:: Task directions ::
Please state how many lines in the records contain the string "post", with no words besides the number.

:: Dataset entries ::
------

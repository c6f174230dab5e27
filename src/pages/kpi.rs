use actix_web::{post, web, HttpResponse, Responder};
use sea_orm::DatabaseConnection;
use uuid::Uuid;

use crate::{auth::Admin, error::PayrollError, payroll::{KpiAchievementRecorder, KpiObservation}};

pub(super) fn config(cfg: &mut web::ServiceConfig) {
    cfg
        .service(record_observation);
}

#[post("/assignments/{assignment_id}/records")]
async fn record_observation(db: web::Data<DatabaseConnection>, admin: Admin, assignment_id: web::Path<Uuid>, payload: web::Json<KpiObservation>) -> Result<impl Responder, PayrollError> {
    let record = KpiAchievementRecorder::record(db.as_ref(), assignment_id.into_inner(), payload.into_inner(), admin.actor()).await?;

    Ok(HttpResponse::Created().json(record))
}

------

:: Written solution ::
2